'You need a COVID-19 test' – facing the words you don't want to hear

Driving to get a COVID-19 test feels like I’m on my way to do an illicit drug deal.

I’ve been given instructions to find an underground carpark in the backstreets of North Ryde, a Sydney suburb that’s become pharmaceutical heartland.

Of course, with my symptoms, I knew that any good doctor would recommend testing.

COVID-19


On the car seat beside me is a pathology request form, which I had to email to the clinic beforehand. Typing “covid19” into the email address bar made the knot in my stomach tighten – like a woman condemned, loitering on the court-room steps waiting for her final judgement.

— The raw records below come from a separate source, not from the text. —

use axum::extract::{Path, State};
use axum::http::StatusCode;
use axum::response::{IntoResponse, Response};
use axum::routing::{get, post};
use axum::{Json, Router};
use serde::{Deserialize, Serialize};

use crate::models::{Lesson, WordExplanation};
use crate::response::{json_error, AppError};
use crate::state::AppState;
use crate::store::allocate_id;

/// Tokens taken on each side of the tapped word when building the rough
/// context for a lookup.
const CONTEXT_RADIUS: usize = 40;

#[derive(Debug, Deserialize)]
struct CreateLessonRequest {
    #[serde(default)]
    title: String,
    #[serde(default)]
    text: String,
    #[serde(default)]
    url: String,
}

#[derive(Debug, Deserialize)]
#[serde(rename_all = "camelCase")]
struct LookupRequest {
    word_index: usize,
}

#[derive(Debug, Serialize)]
struct LookupResponse {
    result: Option<WordExplanation>,
}

pub fn router() -> Router<AppState> {
    Router::new()
        .route("/", get(list).post(create))
        .route("/:id", get(get_one).delete(remove))
        .route("/:id/regenerate", post(regenerate))
        .route("/:id/lookup", post(lookup))
}

async fn list(State(state): State<AppState>) -> Response {
    Json(state.store().lessons()).into_response()
}

/// Creates a lesson from pasted text or a YouTube URL. A URL goes through
/// the transcript fetcher first; either way the text is analyzed before
/// anything is persisted, so a failed analysis leaves no half-made lesson.
async fn create(
    State(state): State<AppState>,
    body: Option<Json<CreateLessonRequest>>,
) -> Response {
    let Some(Json(body)) = body else {
        return json_error(StatusCode::BAD_REQUEST, "Missing lesson text or YouTube URL")
            .into_response();
    };

    let text = if !body.url.trim().is_empty() {
        match state.transcripts().fetch_french(&body.url).await {
            Ok(text) => text,
            Err(error) => return AppError::from(error).into_response(),
        }
    } else {
        if body.text.trim().is_empty() {
            return json_error(StatusCode::BAD_REQUEST, "Missing lesson text or YouTube URL")
                .into_response();
        }
        body.text.clone()
    };

    let analysis = match state.ai_client().analyze_text(&text).await {
        Ok(analysis) => analysis,
        Err(error) => return AppError::from(error).into_response(),
    };

    let now = chrono::Utc::now();
    let title = body.title.trim().to_string();
    let created = state.store().update_lessons(move |lessons| {
        let id = allocate_id(lessons.iter().map(|lesson| lesson.id), now.timestamp_millis());
        let title = if title.is_empty() {
            format!("Lesson {}", lessons.len() + 1)
        } else {
            title
        };
        let lesson = Lesson {
            id,
            title,
            text,
            analysis: Some(analysis),
            date: now.format("%d/%m/%Y").to_string(),
        };
        lessons.insert(0, lesson.clone());
        lesson
    });

    match created {
        Ok(lesson) => Json(lesson).into_response(),
        Err(error) => AppError::from(error).into_response(),
    }
}

async fn get_one(State(state): State<AppState>, Path(id): Path<String>) -> Response {
    let Some(id) = parse_id(&id) else {
        return json_error(StatusCode::NOT_FOUND, "Lesson not found").into_response();
    };
    match state.store().lessons().into_iter().find(|lesson| lesson.id == id) {
        Some(lesson) => Json(lesson).into_response(),
        None => json_error(StatusCode::NOT_FOUND, "Lesson not found").into_response(),
    }
}

async fn remove(State(state): State<AppState>, Path(id): Path<String>) -> Response {
    let Some(id) = parse_id(&id) else {
        return json_error(StatusCode::NOT_FOUND, "Lesson not found").into_response();
    };
    let removed = state.store().update_lessons(|lessons| {
        let before = lessons.len();
        lessons.retain(|lesson| lesson.id != id);
        lessons.len() != before
    });
    match removed {
        Ok(true) => StatusCode::NO_CONTENT.into_response(),
        Ok(false) => json_error(StatusCode::NOT_FOUND, "Lesson not found").into_response(),
        Err(error) => AppError::from(error).into_response(),
    }
}

/// Re-runs the analysis over the stored text and replaces the lesson's
/// `analysis`. The only mutation a lesson ever sees.
async fn regenerate(State(state): State<AppState>, Path(id): Path<String>) -> Response {
    let Some(id) = parse_id(&id) else {
        return json_error(StatusCode::NOT_FOUND, "Lesson not found").into_response();
    };
    let Some(lesson) = state.store().lessons().into_iter().find(|lesson| lesson.id == id) else {
        return json_error(StatusCode::NOT_FOUND, "Lesson not found").into_response();
    };

    let analysis = match state.ai_client().analyze_text(&lesson.text).await {
        Ok(analysis) => analysis,
        Err(error) => return AppError::from(error).into_response(),
    };

    let updated = state.store().update_lessons(move |lessons| {
        let slot = lessons.iter_mut().find(|lesson| lesson.id == id)?;
        slot.analysis = Some(analysis);
        Some(slot.clone())
    });

    match updated {
        Ok(Some(lesson)) => Json(lesson).into_response(),
        Ok(None) => json_error(StatusCode::NOT_FOUND, "Lesson not found").into_response(),
        Err(error) => AppError::from(error).into_response(),
    }
}

/// Explains the tapped word inside its surrounding context. A failed lookup
/// is a displayable no-result, never an error response.
async fn lookup(
    State(state): State<AppState>,
    Path(id): Path<String>,
    body: Option<Json<LookupRequest>>,
) -> Response {
    let Some(id) = parse_id(&id) else {
        return json_error(StatusCode::NOT_FOUND, "Lesson not found").into_response();
    };
    let Some(Json(body)) = body else {
        return json_error(StatusCode::BAD_REQUEST, "Missing wordIndex").into_response();
    };
    let Some(lesson) = state.store().lessons().into_iter().find(|lesson| lesson.id == id) else {
        return json_error(StatusCode::NOT_FOUND, "Lesson not found").into_response();
    };

    // Same token model as the reading view: split on single spaces, so the
    // indices the client renders are the indices the server slices.
    let words: Vec<&str> = lesson.text.split(' ').collect();
    let Some(word) = words.get(body.word_index).copied() else {
        return json_error(StatusCode::BAD_REQUEST, "wordIndex out of range").into_response();
    };
    let context = context_window(&words, body.word_index);

    let result = state.ai_client().explain_word(word, &context).await;
    Json(LookupResponse { result }).into_response()
}

fn parse_id(raw: &str) -> Option<i64> {
    raw.parse().ok()
}

fn context_window(words: &[&str], index: usize) -> String {
    let start = index.saturating_sub(CONTEXT_RADIUS);
    let end = (index + CONTEXT_RADIUS + 1).min(words.len());
    words[start..end].join(" ")
}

It all happened so fast: a sore throat and runny nose, a slight fever and then a couple of days in bed, aching and tired. It felt no more than a touch of the flu and when I eventually got a hold of my doctor on the phone, at 6pm the night before, I was still hoping to hear the words, “don’t be silly! Of course you don’t need a coronavirus test.”

But of course, with my symptoms, I knew that any good doctor would recommend testing.

And so now I’m on the three-lane highway, with the road ahead engulfed by dark clouds. A sudden downpour of rain begins and I turn the wipers on high.

Squinting through the filmy windscreen, I make a left turn at the demand of my GPS. Soul-less buildings crowd a few dead-end streets. I pull over to double-check the map on the pathology clinic’s website.

A couple of cars ease past me tentatively. No doubt we’re all looking for the same carpark, driving incognito, alone, edgy.

I join the COVID queue and am ushered into the carpark by a man in a mask, gown and gloves. He sweeps his arms like an aircraft marshal to usher me into a car spot. There are barriers around the edge of the carpark covered by thin red material ­­– just like the paper hats I’ve had to don for hospital surgeries to show my penicillin allergy.

I fumble to turn off the radio and find the window control as the collector who waved me in waits calmly outside my door. When I eventually get the window down, he takes my form and tells me it won’t be long.

Through the large window of the building in front of me, I see piles of cardboard boxes. COVID-19 testing kits, I presume.

The collector returns before I know it. He tells me to tilt my head back on the headrest. “This will feel weird, but don’t fight the weirdness,” he says while inserting a long swab inside my right nostril.

Just when I’m sure he’s hit my brain, he deftly removes the swab, bags it, says I’m done and tells me to drive safely. “That’s it?” I think.

Having spent the past 15 hours haunted by the possibility of ventilators and hospitalisation, it’s a limp ending.

I sit in the carpark for a few minutes, in case someone rushes out to say they need to do more tests or get more information.

When no-one does, I edge out of the carpark and head home to no-man’s land ­– the 24-to-36 hours until my results come back.

My health is out of my hands; it is in the hands of someone greater …

Out of nowhere, the rain pours down again – a heavy, brief shower drumming on the roof. In the car, on the highway, I feel small and vulnerable. In front of me, the heaving, grey bulk of cloud still looms.

But the rain stops as suddenly as it started and a surprising gleam of sunlight backlights a section of the sky. The clouds in my eyeline beam luminous and golden, like a Renaissance painting.

I am reminded that, just like the weather, while the fate of my test or even my health is out of my hands, it is in the hands of someone greater ­– those of the artist who sweeps the sky radiant and sends drenching rain to nourish parched earth.

The words of Psalm 46, which have been clinging to my heart through this whole COVID-19 season, surface once again: “There is a river whose streams make glad the city of God, the holy place where the Most High dwells. God is within her, she will not fall; God will help her at break of day.”